Conservation organisation Wild Africa is pressing Nigeria to accelerate the passage of landmark wildlife legislation and strengthen enforcement against traffickers, as new data reveals the devastating scale of the global pangolin trade.
Nigeria, which was linked to 55 percent of pangolin scale seizures worldwide between 2016 and 2019, has become one of the most critical pressure points in the fight to save the world’s most trafficked mammal.
Despite a 2016 international ban on commercial trade, demand from Asian markets where pangolin scales are prized in traditional medicine and the meat considered a delicacy, continues to fuel a thriving black market.
A l global report released late last year, Conservation Status, Trade and Enforcement Efforts for Pangolins, found that more than 530,000 individual pangolins were implicated in 2,222 illegal trade seizures between 2016 and 2024, with scales accounting for 99 percent of all confiscated parts. The report, prepared by the IUCN Species Survival Commission Pangolin Specialist Group for the CITES Secretariat, drew on submissions from 32 member states and warned that demand continues to drive exploitation across Africa despite existing prohibitions.
“Nigeria is a custodian of precious biodiversity, but our pangolins are being trafficked into extinction,” said Dr. Mark Ofua, Wild Africa’s West Africa spokesperson. “This World Pangolin Day, let’s make history for the right reasons.”
The group is calling on President Bola Tinubu to sign the Endangered Species Conservation and Protection Bill, introduced in early 2024, which would impose significantly harsher penalties for wildlife trafficking. The bill is currently awaiting presidential approval after clearing the National Assembly.
Nigeria’s enforcement agencies have notched some notable wins. The Nigeria Customs Service arrested a suspected pangolin scale broker in December 2024, seizing 2.179 tonnes of scales, the equivalent of roughly 1,100 animals. Since July 2021, the service and its partners have conducted 16 operations resulting in 35 arrests, 12 convictions, and the seizure of 21,582 tonnes of pangolin scales in total.
Still, conservationists warn that enforcement alone is insufficient given the animals’ biological vulnerability. Pangolins have few natural predators but reproduce slowly, making populations highly sensitive to sustained hunting pressure.

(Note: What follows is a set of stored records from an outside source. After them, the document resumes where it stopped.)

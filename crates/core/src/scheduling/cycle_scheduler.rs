use std::sync::Arc;
use std::thread;
use std::time::Duration;

use crossbeam_channel::select;
use thiserror::Error;

use crate::capture::domain::frame_source::{CaptureError, FrameSource};
use crate::detection::domain::face_detector::{DetectionError, FaceDetector};
use crate::render::render_context::RenderContext;
use crate::scheduling::admission_gate::{AdmissionGate, AdmissionPermit};
use crate::shared::constants::{CAPTURE_HEIGHT, CAPTURE_WIDTH, STALL_WARN_TICKS, TICK_INTERVAL};
use crate::shared::detection_result::DetectionResult;
use crate::shared::frame::PixelFormat;

/// Why one detection cycle ended early.
///
/// Logged by the cycle worker and recovered locally; it never terminates
/// the loop itself.
#[derive(Error, Debug)]
pub enum CycleError {
    #[error(transparent)]
    Capture(#[from] CaptureError),
    #[error("pixel format {0} is not supported by the detector")]
    UnsupportedFormat(PixelFormat),
    #[error(transparent)]
    Detection(#[from] DetectionError),
}

/// Cadence and frame parameters of the sampling loop.
#[derive(Clone, Copy, Debug)]
pub struct SchedulerConfig {
    pub tick_interval: Duration,
    pub frame_format: PixelFormat,
    pub frame_width: u32,
    pub frame_height: u32,
    /// Consecutive dropped ticks before a stall warning is logged.
    pub stall_warn_ticks: u32,
}

impl Default for SchedulerConfig {
    fn default() -> Self {
        Self {
            tick_interval: TICK_INTERVAL,
            frame_format: PixelFormat::Nv12,
            frame_width: CAPTURE_WIDTH,
            frame_height: CAPTURE_HEIGHT,
            stall_warn_ticks: STALL_WARN_TICKS,
        }
    }
}

/// Drives the capture → detect → dispatch loop.
///
/// A timer thread fires at the configured cadence and asks the admission
/// gate whether a cycle may start; ticks that arrive while a cycle is
/// still in flight are dropped, never queued. Admitted cycles run on a
/// dedicated worker thread, so a slow detector stalls only itself while
/// the timer keeps firing and dropping.
pub struct CycleScheduler {
    stop_tx: crossbeam_channel::Sender<()>,
    timer_handle: thread::JoinHandle<()>,
    worker_handle: thread::JoinHandle<Box<dyn FrameSource>>,
    gate: Arc<AdmissionGate>,
}

impl CycleScheduler {
    /// Starts the timer and worker threads. The loop runs until `stop`.
    pub fn start(
        source: Box<dyn FrameSource>,
        detector: Box<dyn FaceDetector>,
        render: Box<dyn RenderContext>,
        config: SchedulerConfig,
    ) -> Self {
        let gate = Arc::new(AdmissionGate::new());
        let (stop_tx, stop_rx) = crossbeam_channel::bounded::<()>(1);
        // The gate guarantees at most one permit is ever outstanding, so
        // capacity 1 means this send never blocks the timer.
        let (cycle_tx, cycle_rx) = crossbeam_channel::bounded::<AdmissionPermit>(1);

        let timer_handle = spawn_timer(gate.clone(), cycle_tx, stop_rx, config);
        let worker_handle = spawn_worker(source, detector, render, cycle_rx, config);

        Self {
            stop_tx,
            timer_handle,
            worker_handle,
            gate,
        }
    }

    /// Whether a cycle is currently in flight.
    pub fn is_busy(&self) -> bool {
        self.gate.is_busy()
    }

    /// Stops the timer first, then waits for any in-flight cycle to
    /// finish, and hands the frame source back so the caller can shut
    /// the capture stream down afterwards.
    pub fn stop(self) -> Result<Box<dyn FrameSource>, Box<dyn std::error::Error>> {
        let _ = self.stop_tx.send(());
        if self.timer_handle.join().is_err() {
            return Err("timer thread panicked".into());
        }
        // The timer's exit dropped the cycle sender, which ends the
        // worker loop once its current cycle (if any) completes.
        self.worker_handle
            .join()
            .map_err(|_| "cycle worker thread panicked".into())
    }
}

fn spawn_timer(
    gate: Arc<AdmissionGate>,
    cycle_tx: crossbeam_channel::Sender<AdmissionPermit>,
    stop_rx: crossbeam_channel::Receiver<()>,
    config: SchedulerConfig,
) -> thread::JoinHandle<()> {
    thread::spawn(move || {
        let ticker = crossbeam_channel::tick(config.tick_interval);
        let mut dropped_streak: u32 = 0;
        loop {
            select! {
                recv(stop_rx) -> _ => break,
                recv(ticker) -> tick => {
                    if tick.is_err() {
                        break;
                    }
                    match AdmissionGate::try_acquire(&gate) {
                        Some(permit) => {
                            dropped_streak = 0;
                            if cycle_tx.send(permit).is_err() {
                                break;
                            }
                        }
                        None => {
                            dropped_streak += 1;
                            log::trace!("detection busy, tick dropped");
                            if dropped_streak == config.stall_warn_ticks {
                                log::warn!(
                                    "detection has not finished for {dropped_streak} ticks; \
                                     dropping frames until it does"
                                );
                            }
                        }
                    }
                }
            }
        }
    })
}

fn spawn_worker(
    mut source: Box<dyn FrameSource>,
    mut detector: Box<dyn FaceDetector>,
    render: Box<dyn RenderContext>,
    cycle_rx: crossbeam_channel::Receiver<AdmissionPermit>,
    config: SchedulerConfig,
) -> thread::JoinHandle<Box<dyn FrameSource>> {
    thread::spawn(move || {
        for permit in cycle_rx {
            match run_cycle(source.as_mut(), detector.as_mut(), &*render, &config) {
                Ok(count) => log::trace!("cycle complete, {count} face(s)"),
                Err(CycleError::UnsupportedFormat(format)) => {
                    log::error!("capture format {format} does not match the detector");
                }
                Err(e) => log::warn!("detection cycle failed: {e}"),
            }
            // Dropping the permit reopens the gate for the next tick.
            drop(permit);
        }
        source
    })
}

/// One admitted cycle: fetch a frame, verify its format, run detection,
/// and hand the result to the rendering context.
fn run_cycle(
    source: &mut dyn FrameSource,
    detector: &mut dyn FaceDetector,
    render: &dyn RenderContext,
    config: &SchedulerConfig,
) -> Result<usize, CycleError> {
    // The frame lives exactly as long as this call.
    let frame = source.fetch_frame(config.frame_format, config.frame_width, config.frame_height)?;

    if !detector.supports_format(frame.format()) {
        return Err(CycleError::UnsupportedFormat(frame.format()));
    }

    let faces = detector.detect(&frame)?;
    let count = faces.len();

    // Fire-and-forget: the display thread picks the result up on its own
    // schedule; the cycle does not wait for rendering.
    render.submit(DetectionResult {
        frame_width: frame.width(),
        frame_height: frame.height(),
        faces,
    });

    Ok(count)
}
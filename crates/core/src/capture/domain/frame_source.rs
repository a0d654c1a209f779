use thiserror::Error;

use crate::shared::frame::{Frame, PixelFormat};

/// Why a single frame fetch failed.
///
/// Recovered locally: the current detection cycle ends early and the loop
/// carries on with the next tick.
#[derive(Error, Debug)]
pub enum CaptureError {
    #[error("capture device is not streaming")]
    NotStreaming,
    #[error("frame fetch failed: {0}")]
    Fetch(String),
    #[error("frame decode failed: {0}")]
    Decode(String),
}

/// Supplies the current camera image in a caller-chosen format and size.
///
/// Implementations block until a frame is available. The scheduler calls
/// this once per admitted cycle from its worker thread, hence `Send`.
pub trait FrameSource: Send {
    fn fetch_frame(
        &mut self,
        format: PixelFormat,
        width: u32,
        height: u32,
    ) -> Result<Frame, CaptureError>;
}
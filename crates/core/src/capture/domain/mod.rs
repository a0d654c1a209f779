pub mod capture_device;
pub mod frame_source;
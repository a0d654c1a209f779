pub mod overlay_renderer;
pub mod render_context;
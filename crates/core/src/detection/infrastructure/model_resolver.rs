use std::fs;
use std::path::{Path, PathBuf};

use thiserror::Error;

#[derive(Error, Debug)]
pub enum ModelResolveError {
    #[error("could not determine a cache directory")]
    NoCacheDir,
    #[error("failed to create cache directory {path}: {source}")]
    CacheDir {
        path: PathBuf,
        #[source]
        source: std::io::Error,
    },
    #[error("download failed for {url}: {source}")]
    Download {
        url: String,
        #[source]
        source: reqwest::Error,
    },
    #[error("failed to write model to {path}: {source}")]
    Write {
        path: PathBuf,
        #[source]
        source: std::io::Error,
    },
}

/// Returns the local path of the named model, downloading it into the
/// user cache on first use.
pub fn resolve(name: &str, url: &str) -> Result<PathBuf, ModelResolveError> {
    let dir = model_cache_dir()?;
    let path = dir.join(name);
    if path.exists() {
        return Ok(path);
    }

    fs::create_dir_all(&dir).map_err(|e| ModelResolveError::CacheDir {
        path: dir.clone(),
        source: e,
    })?;
    log::info!("downloading detection model {name}");
    download(url, &path)?;
    Ok(path)
}

/// Platform cache location for downloaded models, e.g.
/// `~/.cache/facetrack/models/` on Linux.
pub fn model_cache_dir() -> Result<PathBuf, ModelResolveError> {
    dirs::cache_dir()
        .map(|d| d.join("facetrack").join("models"))
        .ok_or(ModelResolveError::NoCacheDir)
}

fn download(url: &str, dest: &Path) -> Result<(), ModelResolveError> {
    let map_download = |e: reqwest::Error| ModelResolveError::Download {
        url: url.to_string(),
        source: e,
    };
    let mut response = reqwest::blocking::get(url)
        .and_then(|r| r.error_for_status())
        .map_err(map_download)?;

    // Write to a temp file and rename, so an interrupted download never
    // looks like a cached model.
    let temp = dest.with_extension("part");
    let mut file = fs::File::create(&temp).map_err(|e| ModelResolveError::Write {
        path: temp.clone(),
        source: e,
    })?;
    response.copy_to(&mut file).map_err(map_download)?;
    drop(file);

    fs::rename(&temp, dest).map_err(|e| ModelResolveError::Write {
        path: dest.to_path_buf(),
        source: e,
    })?;
    Ok(())
}

#[cfg(test)]
mod tests {
    use super::*;
    use tempfile::TempDir;

    #[test]
    fn test_model_cache_dir_under_facetrack() {
        let dir = model_cache_dir().unwrap();
        assert!(dir.to_string_lossy().contains("facetrack"));
        assert!(dir.ends_with("models"));
    }

    #[test]
    fn test_download_invalid_url_returns_error() {
        let tmp = TempDir::new().unwrap();
        let dest = tmp.path().join("model.onnx");
        let result = download("http://invalid.nonexistent.example.com/model", &dest);
        assert!(matches!(result, Err(ModelResolveError::Download { .. })));
    }

    #[test]
    fn test_failed_download_leaves_no_partial_file() {
        let tmp = TempDir::new().unwrap();
        let dest = tmp.path().join("model.onnx");
        let _ = download("http://invalid.nonexistent.example.com/model", &dest);
        assert!(!dest.exists());
        assert!(!dest.with_extension("part").exists());
    }
}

“With few natural predators and slow reproduction rates, pangolins cannot sustain human exploitation,” said Peter Knights OBE, CEO of Wild Africa. “Recent changes to reduce the use of scales in China should help, but we need more public awareness and better enforcement in Africa if they are to survive.”
In a broader regional push, West African governments and the IUCN Species Survival Commission announced the first-ever West Africa Regional Pangolin Conservation Action Plan 2026–2056 earlier this year, aimed at coordinating protection measures, population monitoring, and community outreach across range states.
All eight pangolin species are classified as threatened under IUCN criteria. Saturday marks World Pangolin Day, an annual event highlighting the conservation crisis facing the animal.